Training Data – Loss CIFAR-10 Fashion Cars Emotion Irony VQA-RAD
Full Human – CE 88.66±0.97 93.01±0.63 87.88±0.36 81.82±0.57 70.18±3.23 67.81±1.47
Full Machine – CE 81.55±1.93 82.86±0.84 83.68±0.17 78.96±2.40 60.71±5.43 61.03±2.05
ACT – Normalized Loss 64.70±5.46 69.27±7.25 11.54±0.96 79.87±0.88 65.66±2.00 62.55±3.01
ACT – Exp-Weighted Loss 87.73±0.36 89.73±0.35 86.19±0.14 81.44±0.51 68.49±3.20 67.73±1.33
ACT – Thresholded Loss 87.95±0.35 89.16±0.89 86.00±0.26 81.41±0.64 68.21±1.94 67.02±1.32
Human–ACT Gap 0.71% 3.28% 1.69% 0.38% 1.69% 0.08%
Human Budget Ratio 11.52% 21.81% 9.56% 17.98% 33.79% 30.15%

Ablation Study: Criticizer Strategy ABS (%) Comparison (GPT-4o annotation + CoT)

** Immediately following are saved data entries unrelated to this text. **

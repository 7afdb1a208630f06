use indexmap::IndexMap;
use maquette::directive::{parse_directive, process, Directive};
use maquette::error::Error;
use maquette::flags::{FlagConfig, FlagPath};
use maquette::syntax::{DASHES, HASH, MARKUP, SLASH};
use std::path::Path;

fn config(pairs: &[(&str, bool)]) -> FlagConfig {
    let values: IndexMap<String, bool> =
        pairs.iter().map(|(k, v)| (k.to_string(), *v)).collect();
    FlagConfig::from_values(values)
}

fn file() -> &'static Path {
    Path::new("template/settings.py")
}

#[test]
fn test_parse_directive_hash_syntax() {
    assert_eq!(
        parse_directive("# :: IF api__wagtail", &HASH),
        Some(Directive::Open(FlagPath::new("api", "wagtail")))
    );
    assert_eq!(parse_directive("# :: ENDIF", &HASH), Some(Directive::Close));
    assert_eq!(
        parse_directive("    # :: IF api.wagtail", &HASH),
        Some(Directive::Open(FlagPath::new("api", "wagtail")))
    );
}

#[test]
fn test_parse_directive_other_syntaxes() {
    assert_eq!(
        parse_directive("// :: IF front.enable", &SLASH),
        Some(Directive::Open(FlagPath::new("front", "enable")))
    );
    assert_eq!(
        parse_directive("<!-- :: IF front.enable -->", &MARKUP),
        Some(Directive::Open(FlagPath::new("front", "enable")))
    );
    assert_eq!(parse_directive("<!-- :: ENDIF -->", &MARKUP), Some(Directive::Close));
    assert_eq!(
        parse_directive("-- :: IF api.enable", &DASHES),
        Some(Directive::Open(FlagPath::new("api", "enable")))
    );
}

#[test]
fn test_parse_directive_rejects_non_directives() {
    // Ordinary comments and content are not directives.
    assert_eq!(parse_directive("# just a comment", &HASH), None);
    assert_eq!(parse_directive("print('x')", &HASH), None);
    // Directive marker embedded mid-line is content.
    assert_eq!(parse_directive("print('x')  # :: IF api.wagtail", &HASH), None);
    // Boolean combinators are not supported.
    assert_eq!(parse_directive("# :: IF api.wagtail AND front.enable", &HASH), None);
    // Markup directives must carry the closing marker.
    assert_eq!(parse_directive("<!-- :: IF front.enable", &MARKUP), None);
}

#[test]
fn test_disabled_block_is_removed_entirely() {
    let text = "# :: IF api__wagtail\nimport wagtail\n# :: ENDIF\nprint(\"ok\")";
    let config = config(&[("api.wagtail", false)]);

    let out = process(text, Some(HASH), &config, file()).unwrap();
    assert_eq!(out, "print(\"ok\")");
}

#[test]
fn test_enabled_block_keeps_content_but_drops_directives() {
    let text = "# :: IF api__wagtail\nimport wagtail\n# :: ENDIF\nprint(\"ok\")\n";
    let config = config(&[("api.wagtail", true)]);

    let out = process(text, Some(HASH), &config, file()).unwrap();
    assert_eq!(out, "import wagtail\nprint(\"ok\")\n");
}

#[test]
fn test_nested_blocks_and_effective_state() {
    let text = "apps = [\n\
                # :: IF api.enable\n\
                \"base\",\n\
                # :: IF api.wagtail\n\
                \"cms\",\n\
                # :: ENDIF\n\
                # :: ENDIF\n\
                ]\n";

    let config = config(&[("api.enable", true), ("api.wagtail", false)]);
    let out = process(text, Some(HASH), &config, file()).unwrap();
    assert_eq!(out, "apps = [\n\"base\",\n]\n");

    let config = config_all_on();
    let out = process(text, Some(HASH), &config, file()).unwrap();
    assert_eq!(out, "apps = [\n\"base\",\n\"cms\",\n]\n");
}

fn config_all_on() -> FlagConfig {
    config(&[("api.enable", true), ("api.wagtail", true)])
}

#[test]
fn test_inner_block_inside_disabled_outer_is_dropped() {
    // The inner flag is true but the outer block is disabled; the inner
    // content is dropped purely because of the ancestor.
    let text = "# :: IF api.wagtail\n\
                # :: IF front.enable\n\
                inner\n\
                # :: ENDIF\n\
                # :: ENDIF\n\
                tail\n";
    let config = config(&[("api.wagtail", false), ("front.enable", true)]);

    let out = process(text, Some(HASH), &config, file()).unwrap();
    assert_eq!(out, "tail\n");
}

#[test]
fn test_unknown_flag_is_a_hard_error() {
    let text = "# :: IF api.channels\nx\n# :: ENDIF\n";
    let config = config(&[("api.wagtail", false)]);

    match process(text, Some(HASH), &config, file()) {
        Err(Error::UnknownFlag { line, path, .. }) => {
            assert_eq!(line, 1);
            assert_eq!(path, "api.channels");
        }
        other => panic!("expected UnknownFlag, got {:?}", other),
    }
}

#[test]
fn test_unmatched_endif() {
    let text = "a\n# :: ENDIF\nb\n";
    let config = config(&[]);

    match process(text, Some(HASH), &config, file()) {
        Err(Error::UnmatchedEndif { line, .. }) => assert_eq!(line, 2),
        other => panic!("expected UnmatchedEndif, got {:?}", other),
    }
}

#[test]
fn test_unmatched_if() {
    let text = "a\n# :: IF api.wagtail\nb\n";
    let config = config(&[("api.wagtail", true)]);

    match process(text, Some(HASH), &config, file()) {
        Err(Error::UnmatchedIf { line, path, .. }) => {
            assert_eq!(line, 2);
            assert_eq!(path, "api.wagtail");
        }
        other => panic!("expected UnmatchedIf, got {:?}", other),
    }
}

#[test]
fn test_unknown_syntax_passes_through_unchanged() {
    let text = ":: IF api.wagtail\nnot a directive, no comment syntax\n:: ENDIF\n";
    let config = config(&[]);

    let out = process(text, None, &config, file()).unwrap();
    assert_eq!(out, text);
}

#[test]
fn test_markup_syntax_blocks() {
    let text = "<html>\n\
                <!-- :: IF front.enable -->\n\
                <div id=\"app\"></div>\n\
                <!-- :: ENDIF -->\n\
                </html>\n";
    let config = config(&[("front.enable", false)]);

    let out = process(text, Some(MARKUP), &config, Path::new("index.html")).unwrap();
    assert_eq!(out, "<html>\n</html>\n");
}

#[test]
fn test_crlf_directive_lines() {
    let text = "# :: IF api.wagtail\r\nimport wagtail\r\n# :: ENDIF\r\nprint(1)\r\n";
    let config = config(&[("api.wagtail", false)]);

    let out = process(text, Some(HASH), &config, file()).unwrap();
    assert_eq!(out, "print(1)\r\n");
}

Critic Model Naïve CoT MC Devil
GPT-4o (self-criticism) 41.2 53.8 48.6 50.1
Gemini-1.5-Pro 45.3 56.2 51.4 52.7
Claude 3.5 Sonnet 43.7 54.9 52.1 55.3
InternVL 2.5 38.5 44.1 40.3 42.8

Key Findings

  • Seven core insights are identified: GPT-4o is the best general-purpose annotator; CoT benefits criticism more than annotation (ABS improvement up to 22.46%); cross-criticism outperforms self-criticism; black-box models are stronger critics; annotation capability and criticizing capability are positively correlated.
  • Normalized sampling collapses completely on Cars (11.54%), while exponential-weighted and thresholded sampling remain robust (86%+).
  • White-box strategies (logit/PPL) outperform black-box strategies on 2 of 6 datasets, but results are inconsistent.

Highlights & Insights

  • The annotate–criticize–correct three-stage pipeline is elegantly designed and entirely training-free, allowing plug-and-play use with any MLLM.
  • Seven systematic insights provide actionable best-practice guidance for real-world deployment.
  • The ACT loss function offers theoretical guarantees (unbiased estimation + variance control), and the exponential-weighted/thresholded rules substantially outperform the normalized rule used in prior work.
  • The study conducts systematic exploration across three domains (NLP, CV, VQA), six datasets, and six MLLMs with seven criticizer strategies and three sampling rules, constituting a highly comprehensive experimental design.
  • The finding that annotation capability and criticizing capability are positively correlated simplifies model selection: use the top-1 model as the annotator and the top-2 model as the critic.

Limitations & Future Work

  • Validation is limited to classification tasks; generative tasks such as text summarization and open-ended QA are not covered.
  • Critic accuracy is bounded by the MLLM's capability ceiling, and a 5–15% false positive rate limits the maximum achievable performance.
  • Budget setting is based on annotator accuracy (an "ideal budget"), and practical budget allocation strategies are not discussed in depth.
  • Performance on non-English scenarios such as Chinese or low-resource languages is not validated.
  • vs. CDI: CDI requires training an XGBoost detector and uses normalized sampling (which collapses under low budgets), whereas ACT is fully training-free and employs stable thresholded sampling.
  • vs. LLM-as-a-Judge: The ACT criticizer design is closely related to LLM self-evaluation; the finding that cross-criticism outperforms self-criticism echoes the self-evaluation bias literature.
  • vs. Active Learning: Traditional active learning requires model retraining within the annotation loop, whereas the ACT pipeline requires no training at any stage.
  • Insights: The budget-aware sampling paradigm is generalizable to any human–AI collaboration scenario; the positive correlation between annotator and critic capability simplifies pipeline configuration.

Rating

  • Novelty: ⭐⭐⭐⭐ The combined design of criticizer + budget-aware sampling + ACT loss is practical and novel, though the core idea of LLM mutual evaluation is not entirely new.
  • Experimental Thoroughness: ⭐⭐⭐⭐⭐ Six datasets, six MLLMs, seven criticizer strategies, three sampling rules, and complete ablations constitute an exceptionally systematic study.
  • Writing Quality: ⭐⭐⭐⭐ The seven insights are clearly summarized and theoretical analysis is tightly integrated with empirical results.
  • Value: ⭐⭐⭐⭐⭐ The work has direct practical value for reducing AI data annotation costs and provides strong guidance for practitioners.